Exercise requirements ::
Restrict the output to the lines below starting at the one that contains "pub fn syntect_theme(theme: Theme)" and ending at the one that contains "let p = ThemePalette::current(theme);", and restate them word for word, both ends included.

─── Supplied material

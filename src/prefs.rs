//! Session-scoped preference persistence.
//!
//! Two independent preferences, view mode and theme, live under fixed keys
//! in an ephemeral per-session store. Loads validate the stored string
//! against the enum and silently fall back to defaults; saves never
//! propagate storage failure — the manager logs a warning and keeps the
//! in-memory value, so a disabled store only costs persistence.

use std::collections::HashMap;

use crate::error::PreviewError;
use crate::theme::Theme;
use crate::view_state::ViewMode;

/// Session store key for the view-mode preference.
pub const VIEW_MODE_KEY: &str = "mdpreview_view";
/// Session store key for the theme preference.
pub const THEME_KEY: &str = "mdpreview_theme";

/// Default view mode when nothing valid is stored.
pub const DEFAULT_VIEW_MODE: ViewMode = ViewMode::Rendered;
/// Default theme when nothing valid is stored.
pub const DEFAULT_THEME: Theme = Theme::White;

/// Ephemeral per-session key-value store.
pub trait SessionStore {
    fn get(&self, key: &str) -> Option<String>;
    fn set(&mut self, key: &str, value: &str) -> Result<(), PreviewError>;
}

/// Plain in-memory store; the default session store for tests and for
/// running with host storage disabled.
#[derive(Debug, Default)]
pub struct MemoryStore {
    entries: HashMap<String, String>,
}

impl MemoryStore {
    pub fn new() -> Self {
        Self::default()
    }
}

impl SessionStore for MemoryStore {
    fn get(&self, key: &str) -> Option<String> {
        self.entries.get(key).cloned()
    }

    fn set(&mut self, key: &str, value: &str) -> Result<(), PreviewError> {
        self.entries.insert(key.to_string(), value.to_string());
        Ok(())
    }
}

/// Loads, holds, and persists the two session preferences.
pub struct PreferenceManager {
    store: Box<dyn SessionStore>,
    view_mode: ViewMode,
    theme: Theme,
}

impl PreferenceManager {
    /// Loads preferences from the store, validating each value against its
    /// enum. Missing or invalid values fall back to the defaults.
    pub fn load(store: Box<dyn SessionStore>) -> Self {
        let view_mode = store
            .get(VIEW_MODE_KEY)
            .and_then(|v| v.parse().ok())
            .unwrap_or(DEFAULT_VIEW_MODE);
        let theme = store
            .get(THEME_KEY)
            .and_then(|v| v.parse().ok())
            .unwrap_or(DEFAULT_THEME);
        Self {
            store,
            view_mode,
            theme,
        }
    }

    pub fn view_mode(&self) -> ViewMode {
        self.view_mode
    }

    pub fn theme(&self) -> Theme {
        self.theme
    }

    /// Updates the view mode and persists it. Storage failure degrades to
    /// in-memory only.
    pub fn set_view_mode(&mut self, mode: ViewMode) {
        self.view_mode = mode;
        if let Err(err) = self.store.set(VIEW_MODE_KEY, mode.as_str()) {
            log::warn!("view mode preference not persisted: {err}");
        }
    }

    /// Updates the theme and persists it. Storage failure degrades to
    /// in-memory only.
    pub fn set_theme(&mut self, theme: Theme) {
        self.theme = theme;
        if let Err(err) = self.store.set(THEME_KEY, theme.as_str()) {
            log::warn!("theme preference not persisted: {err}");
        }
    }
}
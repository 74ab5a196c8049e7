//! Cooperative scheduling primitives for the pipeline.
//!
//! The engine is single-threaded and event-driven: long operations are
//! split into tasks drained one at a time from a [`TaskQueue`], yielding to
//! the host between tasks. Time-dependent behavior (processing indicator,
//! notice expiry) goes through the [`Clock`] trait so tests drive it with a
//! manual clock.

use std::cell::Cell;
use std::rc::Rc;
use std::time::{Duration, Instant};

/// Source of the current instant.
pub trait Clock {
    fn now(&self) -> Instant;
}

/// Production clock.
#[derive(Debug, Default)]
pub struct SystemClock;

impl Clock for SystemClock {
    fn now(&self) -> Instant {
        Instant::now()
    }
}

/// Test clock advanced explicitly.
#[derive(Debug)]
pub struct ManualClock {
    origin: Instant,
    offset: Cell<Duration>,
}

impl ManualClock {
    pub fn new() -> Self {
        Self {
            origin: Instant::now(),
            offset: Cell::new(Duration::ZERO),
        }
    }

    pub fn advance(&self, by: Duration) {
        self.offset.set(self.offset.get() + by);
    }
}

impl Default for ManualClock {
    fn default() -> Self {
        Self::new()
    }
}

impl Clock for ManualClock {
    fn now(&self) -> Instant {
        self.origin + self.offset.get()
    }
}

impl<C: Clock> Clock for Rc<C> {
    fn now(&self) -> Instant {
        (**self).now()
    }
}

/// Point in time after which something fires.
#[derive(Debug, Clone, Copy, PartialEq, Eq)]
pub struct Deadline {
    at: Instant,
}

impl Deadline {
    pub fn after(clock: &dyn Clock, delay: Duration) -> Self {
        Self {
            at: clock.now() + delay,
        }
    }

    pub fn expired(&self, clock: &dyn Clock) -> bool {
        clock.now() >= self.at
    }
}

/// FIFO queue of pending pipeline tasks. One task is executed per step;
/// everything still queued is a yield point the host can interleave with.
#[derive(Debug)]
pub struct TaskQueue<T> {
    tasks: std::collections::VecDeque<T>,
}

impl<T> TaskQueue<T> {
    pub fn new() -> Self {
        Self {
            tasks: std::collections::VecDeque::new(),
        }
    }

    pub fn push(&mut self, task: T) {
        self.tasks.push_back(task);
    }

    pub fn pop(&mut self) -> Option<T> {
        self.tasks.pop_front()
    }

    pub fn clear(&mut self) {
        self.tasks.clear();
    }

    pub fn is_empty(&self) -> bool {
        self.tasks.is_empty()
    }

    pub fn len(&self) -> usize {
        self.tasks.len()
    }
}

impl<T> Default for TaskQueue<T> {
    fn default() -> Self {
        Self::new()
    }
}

──────
─── Supplied material

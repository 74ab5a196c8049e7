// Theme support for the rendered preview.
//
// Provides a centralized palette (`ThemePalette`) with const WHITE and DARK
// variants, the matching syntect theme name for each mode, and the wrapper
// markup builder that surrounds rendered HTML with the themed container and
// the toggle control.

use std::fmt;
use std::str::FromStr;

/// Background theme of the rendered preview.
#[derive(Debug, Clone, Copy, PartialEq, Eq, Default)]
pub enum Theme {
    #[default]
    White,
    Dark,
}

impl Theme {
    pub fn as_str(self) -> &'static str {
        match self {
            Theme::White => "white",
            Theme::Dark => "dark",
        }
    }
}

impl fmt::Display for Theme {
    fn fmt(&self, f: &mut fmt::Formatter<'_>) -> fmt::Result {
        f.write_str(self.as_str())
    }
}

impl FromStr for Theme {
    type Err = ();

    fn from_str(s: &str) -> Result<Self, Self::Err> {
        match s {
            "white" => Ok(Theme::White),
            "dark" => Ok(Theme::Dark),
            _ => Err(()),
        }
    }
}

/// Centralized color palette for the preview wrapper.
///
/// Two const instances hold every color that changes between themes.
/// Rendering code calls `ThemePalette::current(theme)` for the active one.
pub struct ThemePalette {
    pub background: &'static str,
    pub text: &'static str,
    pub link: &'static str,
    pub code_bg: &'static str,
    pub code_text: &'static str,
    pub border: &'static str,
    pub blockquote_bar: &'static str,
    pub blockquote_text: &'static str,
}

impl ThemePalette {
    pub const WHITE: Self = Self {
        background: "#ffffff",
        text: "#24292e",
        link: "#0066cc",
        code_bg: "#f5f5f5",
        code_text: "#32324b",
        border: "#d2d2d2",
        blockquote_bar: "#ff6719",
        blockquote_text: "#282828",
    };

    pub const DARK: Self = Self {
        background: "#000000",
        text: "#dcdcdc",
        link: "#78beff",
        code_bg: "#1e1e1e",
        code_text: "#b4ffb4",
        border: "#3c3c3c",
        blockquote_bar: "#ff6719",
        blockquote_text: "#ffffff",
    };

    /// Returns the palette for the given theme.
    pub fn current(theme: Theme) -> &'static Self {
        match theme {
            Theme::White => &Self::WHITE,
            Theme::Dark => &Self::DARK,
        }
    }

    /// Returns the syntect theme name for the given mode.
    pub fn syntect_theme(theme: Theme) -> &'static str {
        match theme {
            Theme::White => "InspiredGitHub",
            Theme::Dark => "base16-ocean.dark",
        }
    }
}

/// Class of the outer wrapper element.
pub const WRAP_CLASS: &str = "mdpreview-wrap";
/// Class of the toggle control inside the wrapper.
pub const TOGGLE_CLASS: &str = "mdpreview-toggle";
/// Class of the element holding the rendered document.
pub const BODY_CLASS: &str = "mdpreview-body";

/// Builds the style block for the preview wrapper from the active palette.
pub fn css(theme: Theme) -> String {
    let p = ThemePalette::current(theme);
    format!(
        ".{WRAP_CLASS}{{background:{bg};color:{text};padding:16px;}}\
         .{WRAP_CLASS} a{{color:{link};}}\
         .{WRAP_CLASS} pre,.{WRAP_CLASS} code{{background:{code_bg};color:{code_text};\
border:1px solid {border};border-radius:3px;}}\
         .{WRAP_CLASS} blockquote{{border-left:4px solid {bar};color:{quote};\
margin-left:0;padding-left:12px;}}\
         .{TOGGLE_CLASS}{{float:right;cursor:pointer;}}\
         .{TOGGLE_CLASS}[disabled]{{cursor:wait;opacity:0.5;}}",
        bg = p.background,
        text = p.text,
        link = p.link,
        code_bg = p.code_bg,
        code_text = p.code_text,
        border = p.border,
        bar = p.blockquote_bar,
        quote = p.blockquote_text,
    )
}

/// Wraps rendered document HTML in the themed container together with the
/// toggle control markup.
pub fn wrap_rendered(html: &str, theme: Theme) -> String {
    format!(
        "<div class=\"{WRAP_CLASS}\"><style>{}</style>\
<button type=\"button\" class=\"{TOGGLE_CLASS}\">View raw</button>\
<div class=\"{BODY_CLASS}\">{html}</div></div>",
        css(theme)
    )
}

──────

Result ::
    pub fn syntect_theme(theme: Theme) -> &'static str {
        match theme {
            Theme::White => "InspiredGitHub",
            Theme::Dark => "base16-ocean.dark",
        }
    }
}

/// Class of the outer wrapper element.
pub const WRAP_CLASS: &str = "mdpreview-wrap";
/// Class of the toggle control inside the wrapper.
pub const TOGGLE_CLASS: &str = "mdpreview-toggle";
/// Class of the element holding the rendered document.
pub const BODY_CLASS: &str = "mdpreview-body";

/// Builds the style block for the preview wrapper from the active palette.
pub fn css(theme: Theme) -> String {
    let p = ThemePalette::current(theme);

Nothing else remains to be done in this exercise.